The Strategy Research Process
This is the complete guide to researching a trading strategy on Quanthop. It covers every stage from initial idea to live monitoring.
Most strategies fail. The purpose of research is to discover this before risking capital — not after.
Stage 1: Idea Generation
Every strategy starts with a hypothesis about market behavior:
- "Trend-following with moving average crossovers captures directional moves"
- "RSI extremes predict mean-reverting price action"
- "Volatility breakouts from Bollinger Bands signal continuation"
The hypothesis does not need to be novel. It needs to be testable.
Write your idea as a QSL strategy using the three required functions: define(), init(), and onBar().
Stage 2: Baseline Testing
Run a single backtest with default parameters to see if the idea has any merit at all.
What to look for:
- Does the strategy produce trades? (If not, your entry logic may be too restrictive)
- Are results clearly better than random? (Compare to a buy-and-hold benchmark)
- Is the equity curve reasonable? (Smooth growth, not one lucky trade)
What to ignore at this stage:
- Exact return numbers (parameters are not optimized yet)

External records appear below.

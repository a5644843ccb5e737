use std::io;
use std::path::{Path, PathBuf};
use std::sync::atomic::{AtomicBool, AtomicU32, Ordering};
use std::sync::Arc;
use std::time::Duration;

use thiserror::Error;
use tokio::fs::OpenOptions;
use tokio::io::AsyncWriteExt;
use tokio::sync::Mutex;
use tokio::task::JoinHandle;

use super::buffer::ConcurrentBuffer;
use super::event::LogEvent;
use super::format;
use super::retry::RetryPolicy;

/// Cadence of the background flush loop.
const FLUSH_INTERVAL: Duration = Duration::from_millis(300);

const DEFAULT_SUMMARY_PATH: &str = "logs/summary.txt";

/// Transient file-system failure surfaced by an explicit [`SummarySink::flush`].
/// The background loop swallows the same failures and keeps the buffer.
#[derive(Debug, Error)]
pub enum TelemetryError {
    #[error("summary file write failed: {0}")]
    Io(#[from] io::Error),
}

/// Renders structured events to fixed-width text and durably appends them to
/// the summary file.
///
/// The first `log` call starts exactly one background flush loop for the life
/// of the sink. Appends and flushes are serialized by a single gate, so a
/// flush never observes a partially appended event and concurrent log calls
/// never interleave bytes. The buffer is cleared only after a verified write;
/// an exhausted retry budget leaves it intact for the next cycle.
pub struct SummarySink {
    inner: Arc<SinkInner>,
    flush_task: std::sync::Mutex<Option<JoinHandle<()>>>,
}

struct SinkInner {
    file_path: PathBuf,
    directory: PathBuf,
    buffer: ConcurrentBuffer,
    gate: Mutex<()>,
    retry: RetryPolicy,
    flush_task_started: AtomicBool,
    flush_loops: AtomicU32,
}

impl SummarySink {
    /// `file_path` defaults to `logs/summary.txt` under the working directory.
    pub fn new(file_path: Option<PathBuf>) -> Self {
        Self::with_retry_policy(file_path, RetryPolicy::default())
    }

    pub fn with_retry_policy(file_path: Option<PathBuf>, retry: RetryPolicy) -> Self {
        let file_path = file_path.unwrap_or_else(|| PathBuf::from(DEFAULT_SUMMARY_PATH));
        let directory = match file_path.parent() {
            Some(parent) if !parent.as_os_str().is_empty() => parent.to_path_buf(),
            _ => PathBuf::from("."),
        };

        Self {
            inner: Arc::new(SinkInner {
                file_path,
                directory,
                buffer: ConcurrentBuffer::new(),
                gate: Mutex::new(()),
                retry,
                flush_task_started: AtomicBool::new(false),
                flush_loops: AtomicU32::new(0),
            }),
            flush_task: std::sync::Mutex::new(None),
        }
    }

    /// Renders the event and appends it to the in-memory buffer, starting the
    /// background flush loop on first use.
    pub async fn log(&self, event: &LogEvent) {
        let message = format::stamp_event(event);
        {
            let _gate = self.inner.gate.lock().await;
            self.inner.buffer.append(&message);
        }
        self.ensure_flush_task();
    }

    /// Guaranteed drain for callers that cannot wait on the background
    /// cadence. Unlike the loop, failures propagate.
    pub async fn flush(&self) -> Result<(), TelemetryError> {
        self.inner.flush_buffer().await?;
        Ok(())
    }

    /// Bytes currently buffered and not yet verifiably on disk.
    pub fn pending_bytes(&self) -> usize {
        self.inner.buffer.len()
    }

    pub fn file_path(&self) -> &Path {
        &self.inner.file_path
    }

    // One-shot start guarded by an atomic swap: concurrent first calls race
    // on the flag, exactly one spawns the loop.
    fn ensure_flush_task(&self) {
        if self.inner.flush_task_started.swap(true, Ordering::SeqCst) {
            return;
        }
        let inner = Arc::clone(&self.inner);
        let handle = tokio::spawn(async move { inner.monitor_buffer().await });
        if let Ok(mut slot) = self.flush_task.lock() {
            *slot = Some(handle);
        }
    }
}

impl Drop for SummarySink {
    // No final flush on disposal; unflushed content is lost unless the caller
    // drained with flush() first.
    fn drop(&mut self) {
        if let Ok(mut slot) = self.flush_task.lock() {
            if let Some(handle) = slot.take() {
                handle.abort();
            }
        }
    }
}

impl SinkInner {
    // Never-propagate boundary: nothing inside this loop may escape it.
    async fn monitor_buffer(self: Arc<Self>) {
        self.flush_loops.fetch_add(1, Ordering::SeqCst);
        let mut initialized = false;
        loop {
            if !initialized {
                match tokio::fs::create_dir_all(&self.directory).await {
                    Ok(()) => initialized = true,
                    Err(error) => tracing::warn!(
                        %error,
                        directory = %self.directory.display(),
                        "could not create summary log directory"
                    ),
                }
            }

            tokio::time::sleep(FLUSH_INTERVAL).await;

            if let Err(error) = self.flush_buffer().await {
                tracing::warn!(%error, "summary flush failed; buffered content retained");
            }
        }
    }

    async fn flush_buffer(&self) -> io::Result<()> {
        if self.buffer.is_empty() {
            return Ok(());
        }

        self.retry
            .execute(|| async move {
                let _gate = self.gate.lock().await;
                let mut file = OpenOptions::new()
                    .create(true)
                    .append(true)
                    .read(true)
                    .open(&self.file_path)
                    .await?;
                let contents = self.buffer.to_string();
                file.write_all(contents.as_bytes()).await?;
                file.flush().await?;
                file.sync_data().await?;
                // Cleared only once the bytes are verifiably on disk.
                self.buffer.clear();
                Ok(())
            })
            .await
    }
}

#[cfg(test)]
mod tests {
    use super::*;
    use crate::parser::MetricUnit;
    use crate::telemetry::event::LogEventKind;
    use chrono::Utc;

    fn metric_event() -> LogEvent {
        LogEvent {
            timestamp: Utc::now(),
            kind: LogEventKind::Metric {
                scenario: "aspnet".to_string(),
                name: "Latency P50".to_string(),
                value: 6058.0,
                unit: MetricUnit::Microseconds,
            },
        }
    }

    #[tokio::test(flavor = "multi_thread", worker_threads = 4)]
    async fn concurrent_first_logs_start_exactly_one_flush_loop() {
        let dir = tempfile::tempdir().expect("tempdir");
        let sink = Arc::new(SummarySink::new(Some(dir.path().join("summary.txt"))));

        let mut handles = Vec::new();
        for _ in 0..16 {
            let sink = Arc::clone(&sink);
            handles.push(tokio::spawn(async move { sink.log(&metric_event()).await }));
        }
        for handle in handles {
            handle.await.expect("log task panicked");
        }

        tokio::time::sleep(Duration::from_millis(50)).await;
        assert_eq!(sink.inner.flush_loops.load(Ordering::SeqCst), 1);
    }
}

- Small differences between intervals or symbols
If the baseline is clearly unprofitable across multiple configurations, the idea may not be worth pursuing. Move on.
Stage 3: Parameter Optimization
If the baseline shows promise, use optimization to search the parameter space systematically.

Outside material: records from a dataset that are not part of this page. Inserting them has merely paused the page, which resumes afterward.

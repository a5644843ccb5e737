use std::fmt;

use serde::{Deserialize, Serialize};

/// Unit attached to a metric record. Display text is written verbatim into
/// the summary log.
#[derive(Debug, Clone, Copy, PartialEq, Eq, Serialize, Deserialize)]
pub enum MetricUnit {
    Microseconds,
    Milliseconds,
    Seconds,
    RequestsPerSec,
    BytesPerSec,
    Count,
}

impl fmt::Display for MetricUnit {
    fn fmt(&self, f: &mut fmt::Formatter<'_>) -> fmt::Result {
        let text = match self {
            MetricUnit::Microseconds => "microseconds",
            MetricUnit::Milliseconds => "milliseconds",
            MetricUnit::Seconds => "seconds",
            MetricUnit::RequestsPerSec => "requests/sec",
            MetricUnit::BytesPerSec => "bytes/sec",
            MetricUnit::Count => "count",
        };
        f.write_str(text)
    }
}

/// One named, unit-tagged measurement extracted from a benchmark report.
/// Immutable once produced; ordering within a parse result is source order.
#[derive(Debug, Clone, PartialEq, Serialize, Deserialize)]
pub struct Metric {
    pub name: String,
    pub value: f64,
    pub unit: MetricUnit,
    #[serde(default, skip_serializing_if = "Vec::is_empty")]
    pub tags: Vec<String>,
}

impl Metric {
    pub fn new(name: impl Into<String>, value: f64, unit: MetricUnit) -> Self {
        Self {
            name: name.into(),
            value,
            unit,
            tags: Vec::new(),
        }
    }

    pub fn with_tags(mut self, tags: impl IntoIterator<Item = String>) -> Self {
        self.tags.extend(tags);
        self
    }
}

Key principle: You are not looking for the best parameters. You are looking for stable regions where many nearby parameter values produce similar results.
A sharp peak in the optimization surface means the strategy only works with one exact configuration — this is overfitting.

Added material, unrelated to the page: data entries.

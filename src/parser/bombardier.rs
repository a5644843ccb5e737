use serde::Deserialize;

use super::metric::{Metric, MetricUnit};
use super::{MetricsParser, ParseError};

/// Extraction strategy for the `bombardier` HTTP load generator.
///
/// The tool prints a human-readable banner and progress lines followed by a
/// single JSON report document; everything around the document is skipped.
/// Emits exactly 16 metrics, latency distribution first, then throughput,
/// each as Max / Average / Stddev / P50 / P75 / P90 / P95 / P99.
#[derive(Debug, Default)]
pub struct BombardierParser;

// Units come from this fixed table keyed on the metric group, never inferred
// from surrounding text.
const UNIT_TABLE: &[(&str, MetricUnit)] = &[
    ("Latency", MetricUnit::Microseconds),
    ("RequestPerSecond", MetricUnit::RequestsPerSec),
];

const PERCENTILE_CUTS: &[&str] = &["P50", "P75", "P90", "P95", "P99"];

#[derive(Deserialize)]
struct BombardierReport {
    result: Option<ReportBody>,
}

#[derive(Deserialize)]
struct ReportBody {
    latencies: Option<Distribution>,
    rps: Option<Distribution>,
}

#[derive(Deserialize)]
struct Distribution {
    max: f64,
    mean: f64,
    stddev: f64,
    percentiles: Percentiles,
}

#[derive(Deserialize)]
struct Percentiles {
    #[serde(rename = "50")]
    p50: f64,
    #[serde(rename = "75")]
    p75: f64,
    #[serde(rename = "90")]
    p90: f64,
    #[serde(rename = "95")]
    p95: f64,
    #[serde(rename = "99")]
    p99: f64,
}

impl MetricsParser for BombardierParser {
    fn parse(&self, text: &str) -> Result<Vec<Metric>, ParseError> {
        let document = extract_document(text).ok_or(ParseError::MissingReport)?;
        let report: BombardierReport = serde_json::from_str(document)?;
        let body = report.result.ok_or(ParseError::MissingSection("result"))?;
        let latencies = body
            .latencies
            .ok_or(ParseError::MissingSection("latencies"))?;
        let rps = body.rps.ok_or(ParseError::MissingSection("rps"))?;

        let mut metrics = Vec::with_capacity(16);
        push_distribution(&mut metrics, "Latency", &latencies);
        push_distribution(&mut metrics, "RequestPerSecond", &rps);
        Ok(metrics)
    }
}

fn push_distribution(metrics: &mut Vec<Metric>, group: &str, distribution: &Distribution) {
    let unit = unit_for(group);
    let percentiles = &distribution.percentiles;

    metrics.push(Metric::new(format!("{group} Max"), distribution.max, unit));
    metrics.push(Metric::new(
        format!("{group} Average"),
        distribution.mean,
        unit,
    ));
    metrics.push(Metric::new(
        format!("{group} Stddev"),
        distribution.stddev,
        unit,
    ));
    for (cut, value) in PERCENTILE_CUTS.iter().zip([
        percentiles.p50,
        percentiles.p75,
        percentiles.p90,
        percentiles.p95,
        percentiles.p99,
    ]) {
        metrics.push(Metric::new(format!("{group} {cut}"), value, unit));
    }
}

fn unit_for(group: &str) -> MetricUnit {
    UNIT_TABLE
        .iter()
        .find(|(name, _)| *name == group)
        .map(|(_, unit)| *unit)
        .unwrap_or(MetricUnit::Count)
}

/// The report document is the outermost braced span; banner and progress
/// lines on either side are skipped, not fatal.
fn extract_document(text: &str) -> Option<&str> {
    let start = text.find('{')?;
    let end = text.rfind('}')?;
    (end >= start).then(|| &text[start..=end])
}

#[cfg(test)]
mod tests {
    use super::extract_document;

    #[test]
    fn document_found_amid_surrounding_noise() {
        let text = "Bombarding target...\n{\"result\": {}}\ntrailing note\n";
        assert_eq!(extract_document(text), Some("{\"result\": {}}"));
    }

    #[test]
    fn no_braces_means_no_document() {
        assert_eq!(extract_document("Statistics Avg Stdev Max\n"), None);
    }
}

A broad plateau means the strategy works across a range of values — this is robustness.
Quanthop provides:
- Plateau detection to identify stable zones
- Stability scoring to rank parameter clusters
- Baseline scan for multi-asset validation
Stage 4: Walk-Forward Analysis
Walk-Forward Analysis (WFA) is the most important validation step.
WFA divides your data into rolling windows. For each window:
- The optimizer finds the best parameters on in-sample data
- The strategy runs with those parameters on out-of-sample data it has never seen
- The window rolls forward and repeats
The out-of-sample results are the ones that matter. If a strategy performs well in-sample but fails out-of-sample, it is overfitted.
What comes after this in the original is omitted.